Phone users upgrade for two reasons. Status symbol, and phones get abused. You
need the new iPhone. You drop your existing iPhone. You lose it. People are
more careful with tablets. At the coffee shop nobody gives a crap if you have
the iPad or the iPad Air.

Not to mention that tablet users aren't as techy as laptop users or even phone
users. Seniors love iPads. They don't see what the hubbub is all about with
the new models. They can't see well enough to care about Retina screens. They
don't like change and they don't see any point in spending $400 every 2 years
on the latest stuff.

------
protomyth
The iPad is a strange beast from an upgrade cycle. We were upgrading pretty
fast at the start (upgrade ours, give our to others) particularly because of
the iOS compatibility problems with older iPads. That changed in the last 18
months, we don't upgrade as aggressively and it seems like we can keep using
our older hardware longer. The iPhone is an every two years item (buy, skip
next, buy), and that doesn't seem to be changing.

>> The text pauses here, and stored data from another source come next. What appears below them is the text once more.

// ⚠️ Account errors
//
// Deposit/withdraw failures are errors. A declined maintenance fee is NOT an
// error, it is reported through `FeeCharge` (see entities::checking).

use std::fmt;

#[derive(Debug, Clone, PartialEq)]
pub enum AccountError {
    /// Amount was zero, negative or not a finite number
    InvalidAmount { amount: f64 },

    /// Withdrawal larger than the current balance
    InsufficientFunds { requested: f64, available: f64 },

    /// No registered account carries this number
    AccountNotFound(u32),

    /// The number sequence already handed out `u32::MAX`
    NumbersExhausted,

    /// Maintenance fee negative or not a finite number
    InvalidFee { fee: f64 },

    /// Interest rate negative or not a finite number
    InvalidRate { rate: f64 },
}

impl AccountError {
    pub fn is_invalid_amount(&self) -> bool {
        matches!(self, AccountError::InvalidAmount { .. })
    }

    pub fn is_insufficient_funds(&self) -> bool {
        matches!(self, AccountError::InsufficientFunds { .. })
    }
}

impl fmt::Display for AccountError {
    fn fmt(&self, f: &mut fmt::Formatter<'_>) -> fmt::Result {
        match self {
            AccountError::InvalidAmount { amount } => {
                write!(f, "Amount must be positive (got {})", amount)
            }
            AccountError::InsufficientFunds { requested, available } => write!(
                f,
                "Insufficient funds: requested {:.2}, available {:.2}",
                requested, available
            ),
            AccountError::AccountNotFound(number) => {
                write!(f, "Account not found: {}", number)
            }
            AccountError::NumbersExhausted => f.write_str("No account numbers left"),
            AccountError::InvalidFee { fee } => {
                write!(f, "Maintenance fee must be a non-negative number (got {})", fee)
            }
            AccountError::InvalidRate { rate } => {
                write!(f, "Interest rate must be a non-negative number (got {})", rate)
            }
        }
    }
}

impl std::error::Error for AccountError {}

pub type AccountResult<T> = Result<T, AccountError>;
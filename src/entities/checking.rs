// 🧾 Checking account - monthly maintenance fee
//
// A declined fee is an outcome, not an error: callers inspect `FeeCharge`.

use serde::{Deserialize, Serialize};
use tracing::{info, warn};

use crate::entities::account::{AccountCore, AccountType, BankAccount};
use crate::entities::client::SharedClient;
use crate::error::{AccountError, AccountResult};
use crate::numbering::AccountNumberSequence;
use crate::statement::StatementDetail;

/// Default monthly maintenance fee
pub const MAINTENANCE_FEE: f64 = 12.0;

/// Result of a maintenance fee attempt
#[derive(Debug, Clone, Copy, PartialEq, Serialize, Deserialize)]
pub enum FeeCharge {
    /// Fee subtracted from the balance
    Charged { fee: f64 },

    /// Balance below the fee; nothing changed
    Declined { fee: f64, balance: f64 },
}

impl FeeCharge {
    pub fn is_charged(&self) -> bool {
        matches!(self, FeeCharge::Charged { .. })
    }
}

#[derive(Debug)]
pub struct CheckingAccount {
    core: AccountCore,
    maintenance_fee: f64,
}

impl CheckingAccount {
    /// Fails with `InvalidFee` unless the fee is finite and non-negative
    pub fn new(core: AccountCore, maintenance_fee: f64) -> AccountResult<Self> {
        if !maintenance_fee.is_finite() || maintenance_fee < 0.0 {
            return Err(AccountError::InvalidFee {
                fee: maintenance_fee,
            });
        }

        Ok(CheckingAccount {
            core,
            maintenance_fee,
        })
    }

    /// Default branch, default fee, next number from `numbers`
    pub fn open(owner: SharedClient, numbers: &mut AccountNumberSequence) -> AccountResult<Self> {
        Self::new(AccountCore::open(owner, numbers)?, MAINTENANCE_FEE)
    }

    pub fn maintenance_fee(&self) -> f64 {
        self.maintenance_fee
    }

    /// Subtract the fee when the balance covers it.
    pub fn charge_maintenance_fee(&mut self) -> FeeCharge {
        let fee = self.maintenance_fee;
        let balance = self.core.balance();

        if balance >= fee {
            self.core.debit_unchecked(fee);
            info!(account = self.core.number(), fee, "maintenance fee charged");
            FeeCharge::Charged { fee }
        } else {
            warn!(
                account = self.core.number(),
                fee, balance, "insufficient balance for maintenance fee"
            );
            FeeCharge::Declined { fee, balance }
        }
    }
}

impl BankAccount for CheckingAccount {
    fn core(&self) -> &AccountCore {
        &self.core
    }

    fn core_mut(&mut self) -> &mut AccountCore {
        &mut self.core
    }

    fn account_type(&self) -> AccountType {
        AccountType::Checking
    }

    fn statement_detail(&self) -> StatementDetail {
        StatementDetail::MaintenanceFee(self.maintenance_fee)
    }
}
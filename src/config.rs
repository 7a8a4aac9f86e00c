// ⚙️ Bank configuration
//
// Loaded from a JSON file; every field is optional and falls back to the
// built-in defaults.
//
// Example:
// {
//   "bank_name": "Banco Digital",
//   "branch_code": 1,
//   "first_account_number": 1,
//   "maintenance_fee": 12.0,
//   "monthly_interest_rate": 0.005
// }

use anyhow::{bail, Context, Result};
use serde::{Deserialize, Serialize};
use std::fs;
use std::path::Path;

use crate::entities::checking::MAINTENANCE_FEE;
use crate::entities::savings::MONTHLY_INTEREST_RATE;
use crate::numbering::{DEFAULT_BRANCH_CODE, FIRST_ACCOUNT_NUMBER};

pub const DEFAULT_BANK_NAME: &str = "Banco Digital";

#[derive(Debug, Clone, PartialEq, Serialize, Deserialize)]
#[serde(default)]
pub struct BankConfig {
    pub bank_name: String,

    /// Branch assigned to every account the bank opens
    pub branch_code: u32,

    /// First number of the bank's account sequence
    pub first_account_number: u32,

    pub maintenance_fee: f64,

    /// Fraction per month (0.005 = 0.5%)
    pub monthly_interest_rate: f64,
}

impl Default for BankConfig {
    fn default() -> Self {
        BankConfig {
            bank_name: DEFAULT_BANK_NAME.to_string(),
            branch_code: DEFAULT_BRANCH_CODE,
            first_account_number: FIRST_ACCOUNT_NUMBER,
            maintenance_fee: MAINTENANCE_FEE,
            monthly_interest_rate: MONTHLY_INTEREST_RATE,
        }
    }
}

impl BankConfig {
    /// Load and validate a JSON config file
    pub fn from_file<P: AsRef<Path>>(path: P) -> Result<Self> {
        let content = fs::read_to_string(path.as_ref())
            .with_context(|| format!("Failed to read config file: {:?}", path.as_ref()))?;

        let config = Self::from_json(&content)?;
        tracing::info!(path = ?path.as_ref(), bank = %config.bank_name, "configuration loaded");
        Ok(config)
    }

    pub fn from_json(content: &str) -> Result<Self> {
        let config: BankConfig =
            serde_json::from_str(content).context("Failed to parse config JSON")?;
        config.validate()?;
        Ok(config)
    }

    /// `from_file` when a path is given, defaults otherwise
    pub fn load(path: Option<&Path>) -> Result<Self> {
        match path {
            Some(path) => Self::from_file(path),
            None => Ok(Self::default()),
        }
    }

    pub fn validate(&self) -> Result<()> {
        if self.bank_name.trim().is_empty() {
            bail!("bank_name must not be empty");
        }
        if self.first_account_number == 0 {
            bail!("first_account_number must be at least 1");
        }
        if !self.maintenance_fee.is_finite() || self.maintenance_fee < 0.0 {
            bail!(
                "maintenance_fee must be a non-negative number (got {})",
                self.maintenance_fee
            );
        }
        if !self.monthly_interest_rate.is_finite() || self.monthly_interest_rate < 0.0 {
            bail!(
                "monthly_interest_rate must be a non-negative number (got {})",
                self.monthly_interest_rate
            );
        }
        Ok(())
    }
}
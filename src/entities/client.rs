// 👤 Client Entity - identity fields of an account holder
//
// A client is shared, not copied: several accounts may point at the same
// `SharedClient`, and a rename is visible through all of them.

use serde::{Deserialize, Serialize};
use std::cell::RefCell;
use std::rc::Rc;

/// Handle held by every account owned by the same client
pub type SharedClient = Rc<RefCell<Client>>;

#[derive(Debug, Clone, PartialEq, Serialize, Deserialize)]
pub struct Client {
    /// Stable identity (UUID)
    id: String,

    name: String,

    /// National identification number (e.g. CPF "123.456.789-00")
    national_id: String,

    phone: String,
}

impl Client {
    pub fn new(
        name: impl Into<String>,
        national_id: impl Into<String>,
        phone: impl Into<String>,
    ) -> Self {
        Client {
            id: uuid::Uuid::new_v4().to_string(),
            name: name.into(),
            national_id: national_id.into(),
            phone: phone.into(),
        }
    }

    /// Build the client and wrap it for sharing between accounts
    pub fn shared(
        name: impl Into<String>,
        national_id: impl Into<String>,
        phone: impl Into<String>,
    ) -> SharedClient {
        Rc::new(RefCell::new(Client::new(name, national_id, phone)))
    }

    pub fn into_shared(self) -> SharedClient {
        Rc::new(RefCell::new(self))
    }

    pub fn id(&self) -> &str {
        &self.id
    }

    pub fn name(&self) -> &str {
        &self.name
    }

    pub fn set_name(&mut self, name: impl Into<String>) {
        self.name = name.into();
    }

    pub fn national_id(&self) -> &str {
        &self.national_id
    }

    pub fn set_national_id(&mut self, national_id: impl Into<String>) {
        self.national_id = national_id.into();
    }

    pub fn phone(&self) -> &str {
        &self.phone
    }

    pub fn set_phone(&mut self, phone: impl Into<String>) {
        self.phone = phone.into();
    }
}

I would bet on a bump with a bigger screen model which will put some distance
from the phablet iPhones. I really see no reason for both an iPod touch and
iPad mini.

------
mark_l_watson
Thinking about device types is backwards. The choice should be what cloud
services from Google, Microsoft, Github, Bitbucket, etc. that we need to use
and make sure that access to our working and entertainment data assets is
simple on all device types.

As much as I like my iPad for web browsing, my Note 4 phone is much more part
of my digital life because it can access my data assets and is almost always
with me.

Microsoft seems to have hit a sweet spot with the Surface 3's and I wonder if
Apple would ever offer an iPad with the same kind of cover/keyboard when you
need it.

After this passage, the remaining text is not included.